Separately, Clarence Carter, director of the Department of Economic Security, fired a sixth, Sharon Sergent, who had been deputy director of programs at his agency. The DPS report said she had oversight of what had been Child Protective Services and that she was aware that complaints were not being investigated.

But Flanagan said that DPS report found no evidence that Carter, who had been in charge of what was Child Protective Services until the duties were removed from him last year by Gov. Jan Brewer, knew of the unofficial policy of marking cases NI, as in “not for investigation.’ He would not answer, though, whether he thought Carter should have been aware of what was going on at the agency.

The report apparently satisfied the governor: Press aide Andrew Wilder said Carter remains a part of the Brewer administration.

Flanagan said there appear to have been others either involved in the policy of ignoring the law or at least aware of it. But he said they left the agency before the lapse was discovered last November.

He also said the DPS report showed no evidence of a malicious intent by the five who had been working at what was Child Protective Services.

“It appears what they were trying to do is take some of the workload off of the field,’ he said, with abuse and neglect complaints coming in faster than caseworkers could handle them. Complicating matters, he said, were cuts in the CPS budget.

“This group became the de factor leadership of CPS,’ Flanagan said. He said they made the determination there was a “crushing workload.’

“And so they made a decision, a very bad one, a dysfunctional decision, to remove case from the field by taking those reports, reviewing them, based on very nebulous, amorphous rules,’ Flanagan said.

But what made the problem worse, Flanagan said, is they not only broke the law with the goal of prioritizing cases, they didn’t even do a very good job of it.

In following up on those nearly 6,600 uninvestigated complaints, child welfare workers subsequently removed 500 children from their homes. And that’s with 1,000 complaints yet to be fully reviewed.

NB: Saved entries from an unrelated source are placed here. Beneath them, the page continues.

use agentkit_lib::sync::SyncOptions;
use agentkit_lib::tools::Tool;
use serde_json::json;

use super::common::Fixture;

const USER_SETTINGS: &str = r#"{
  "permissions": { "allow": ["Bash(ls)"] },
  "hooks": {
    "Stop": [{ "matcher": "*", "hooks": [{ "type": "command", "command": "say bye" }] }]
  }
}"#;

#[tokio::test]
async fn hook_materializes_in_every_detected_tool() {
  let fx = Fixture::with_tools(&[Tool::Claude, Tool::Cursor]);
  fx.write_repo(
    "hooks/notify.json",
    r#"{"stop":[{"matcher":"*","command":"notify-send done"}],"notification":[{"command":"beep"}]}"#,
  );

  let report = fx.sync(&["hook:notify"], &SyncOptions::default()).await;
  assert_eq!(report.installed.len(), 1);

  assert_eq!(
    fx.read_project_json(".claude/settings.json"),
    json!({
      "hooks": {
        "Stop": [{
          "matcher": "*",
          "hooks": [{ "type": "command", "command": "notify-send done" }],
          "_agentkit": "notify"
        }],
        "Notification": [{
          "matcher": "*",
          "hooks": [{ "type": "command", "command": "beep" }],
          "_agentkit": "notify"
        }]
      }
    })
  );

  // No notification event for this tool, and the default matcher is omitted
  assert_eq!(
    fx.read_project_json(".cursor/hooks.json"),
    json!({
      "version": 1,
      "hooks": { "stop": [{ "command": "notify-send done", "_agentkit": "notify" }] }
    })
  );
}

#[tokio::test]
async fn matcher_change_replaces_instead_of_duplicating() {
  let fx = Fixture::with_tools(&[Tool::Claude]);
  fx.write_project(".claude/settings.json", USER_SETTINGS);
  fx.write_repo("hooks/guard.json", r#"{"stop":[{"matcher":"*","command":"check"}]}"#);
  fx.sync(&["hook:guard"], &SyncOptions::default()).await;

  fx.write_repo("hooks/guard.json", r#"{"stop":[{"matcher":"Bash","command":"check"}]}"#);
  let report = fx.sync(&["hook:guard"], &SyncOptions::default()).await;
  assert_eq!(report.updated.len(), 1);

  let settings = fx.read_project_json(".claude/settings.json");
  let stop = settings["hooks"]["Stop"].as_array().unwrap();
  let owned: Vec<_> = stop.iter().filter(|group| group["_agentkit"] == "guard").collect();
  assert_eq!(owned.len(), 1);
  assert_eq!(owned[0]["matcher"], "Bash");
  assert_eq!(stop[0]["hooks"][0]["command"], "say bye");
}

#[tokio::test]
async fn event_change_leaves_no_stale_entry() {
  let fx = Fixture::with_tools(&[Tool::Claude]);
  fx.write_repo("hooks/fmt.json", r#"{"postToolUse":[{"matcher":"Edit","command":"fmt"}]}"#);
  fx.sync(&["hook:fmt"], &SyncOptions::default()).await;

  fx.write_repo("hooks/fmt.json", r#"{"stop":[{"command":"fmt --all"}]}"#);
  fx.sync(&["hook:fmt"], &SyncOptions::default()).await;

  let hooks = &fx.read_project_json(".claude/settings.json")["hooks"];
  assert!(hooks.get("PostToolUse").is_none());
  assert_eq!(hooks["Stop"][0]["hooks"][0]["command"], "fmt --all");
}

#[tokio::test]
async fn removal_keeps_user_content() {
  let fx = Fixture::with_tools(&[Tool::Claude]);
  fx.write_project(".claude/settings.json", USER_SETTINGS);
  fx.write_repo("hooks/notify.json", r#"{"stop":[{"command":"notify-send done"}]}"#);
  fx.sync(&["hook:notify"], &SyncOptions::default()).await;

  let report = fx.sync(&[], &SyncOptions::default()).await;
  assert_eq!(report.removed.len(), 1);

  let original: serde_json::Value = serde_json::from_str(USER_SETTINGS).unwrap();
  assert_eq!(fx.read_project_json(".claude/settings.json"), original);
}
//! Environment references in JSON-entry payloads.
//!
//! Hook commands and MCP server specs may reference environment variables
//! that must be set for the component to work. A descriptor referencing an
//! unset variable is flagged as missing environment and only installed on
//! explicit override.
//!
//! # Reference Formats
//!
//! - `${NAME}` - required; missing when `NAME` is unset or empty
//! - `${NAME:-default}` - optional; never reported as missing
//!
//! A bare `$NAME` is left to the consuming tool's shell and is not a reference.
//!
//! # Example
//!
//! ```
//! use agentkit_lib::env::referenced_vars;
//! use serde_json::json;
//!
//! let spec = json!({ "env": { "TOKEN": "${GITHUB_TOKEN}", "HOST": "${GH_HOST:-github.com}" } });
//! let names: Vec<String> = referenced_vars(&spec).into_iter().collect();
//! assert_eq!(names, vec!["GITHUB_TOKEN".to_string()]);
//! ```

use std::collections::BTreeSet;

use serde_json::Value;
use tracing::debug;

use crate::component::{Descriptor, Payload};

/// One `${...}` reference found in a string.
#[derive(Debug, Clone, PartialEq, Eq)]
pub struct EnvReference {
  pub name: String,
  /// The reference carries a `:-` fallback.
  pub has_default: bool,
}

impl EnvReference {
  pub fn is_required(&self) -> bool {
    !self.has_default
  }
}

/// Answers whether an environment variable is set.
pub trait EnvProbe {
  fn is_set(&self, name: &str) -> bool;
}

/// Probes the environment of the running process.
#[derive(Debug, Clone, Copy, Default)]
pub struct ProcessEnv;

impl EnvProbe for ProcessEnv {
  fn is_set(&self, name: &str) -> bool {
    std::env::var_os(name).is_some_and(|value| !value.is_empty())
  }
}

impl<F> EnvProbe for F
where
  F: Fn(&str) -> bool,
{
  fn is_set(&self, name: &str) -> bool {
    self(name)
  }
}

/// Parse every well-formed `${...}` reference in `input`.
///
/// Unclosed braces and invalid names are skipped, not errors: the string is
/// opaque configuration for another tool.
pub fn parse_references(input: &str) -> Vec<EnvReference> {
  let mut references = Vec::new();
  let mut chars = input.char_indices().peekable();

  while let Some((_, ch)) = chars.next() {
    if ch != '$' {
      continue;
    }
    let Some(&(open, '{')) = chars.peek() else {
      continue;
    };
    chars.next();

    let body_start = open + 1;
    let Some(close) = input[body_start..].find('}') else {
      break;
    };
    let body = &input[body_start..body_start + close];

    let (name, has_default) = match body.split_once(":-") {
      Some((name, _)) => (name, true),
      None => (body, false),
    };
    if is_valid_name(name) {
      references.push(EnvReference {
        name: name.to_string(),
        has_default,
      });
    }

    // Resume after the closing brace
    while let Some(&(pos, _)) = chars.peek() {
      if pos > body_start + close {
        break;
      }
      chars.next();
    }
  }

  references
}

fn is_valid_name(name: &str) -> bool {
  let mut chars = name.chars();
  match chars.next() {
    Some(first) if first.is_ascii_alphabetic() || first == '_' => {
      chars.all(|c| c.is_ascii_alphanumeric() || c == '_')
    }
    _ => false,
  }
}

/// Names of required variables referenced anywhere in `value`.
///
/// Walks nested objects and arrays with an explicit stack; object keys are
/// not scanned.
pub fn referenced_vars(value: &Value) -> BTreeSet<String> {
  let mut names = BTreeSet::new();
  let mut stack = vec![value];

  while let Some(current) = stack.pop() {
    match current {
      Value::String(s) => {
        names.extend(
          parse_references(s)
            .into_iter()
            .filter(EnvReference::is_required)
            .map(|r| r.name),
        );
      }
      Value::Array(items) => stack.extend(items.iter()),
      Value::Object(map) => stack.extend(map.values()),
      Value::Null | Value::Bool(_) | Value::Number(_) => {}
    }
  }

  names
}

/// Required variables referenced by `value` that `probe` reports unset.
pub fn missing_vars(value: &Value, probe: &dyn EnvProbe) -> BTreeSet<String> {
  referenced_vars(value)
    .into_iter()
    .filter(|name| !probe.is_set(name))
    .collect()
}

/// Missing variables for a descriptor. File-based descriptors never reference any.
pub fn missing_for(descriptor: &Descriptor, probe: &dyn EnvProbe) -> BTreeSet<String> {
  let value = match &descriptor.payload {
    Payload::File { .. } => return BTreeSet::new(),
    Payload::McpServer(spec) => spec.clone(),
    Payload::Hook(config) => match serde_json::to_value(config) {
      Ok(value) => value,
      Err(e) => {
        debug!(id = %descriptor.id, error = %e, "hook config not scannable for environment");
        return BTreeSet::new();
      }
    },
  };

  let missing = missing_vars(&value, probe);
  if !missing.is_empty() {
    debug!(id = %descriptor.id, missing = ?missing, "descriptor references unset environment");
  }
  missing
}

The DPS report comes as a separate group of state officials and lawmakers is working to craft legislation to actually make what was CPS into a full-blown independent state agency with Flanagan, as its boss, reporting directly to the governor.

Brewer has said she will call lawmakers into special session to form the agency after that report is done. She also wants legislators to provide more funds for caseworkers than they already have approved for the coming year.

Flanagan said much of what DPS investigators found was not new. He said much of how the NI policy was set up was previously discovered by what was dubbed the Child Advocate Response Examination team named separately by Brewer to see what went wrong.

But Flanagan said the DPS report provides documentation of “how dysfunctional the agency is.’

“This organization was sick and was not healthy and needed to be completely overhauled,’ he said. “And that’s what we’re in the business of doing.’

He said just separating out what was CPS from DES will go a long way toward that goal, saying a smaller agency means greater control from the top and “less dependence on a much larger bureaucracy.’

Rep. Kate Brophy McGee, R-Phoenix, said Wednesday afternoon she was still studying the extensive report. But Brophy McGee, who co-chairs the special panel looking at formation of a new, improved child welfare agency, said she sees the investigation as simply one step in that process.

The firing of the five who had worked for CPS was not a surprise. They had been on administrative leave for months.

Sergent’s firing, however, came without prior notice.

Flanagan said all were “at will’ employees, meaning the state needed no reason to fire them.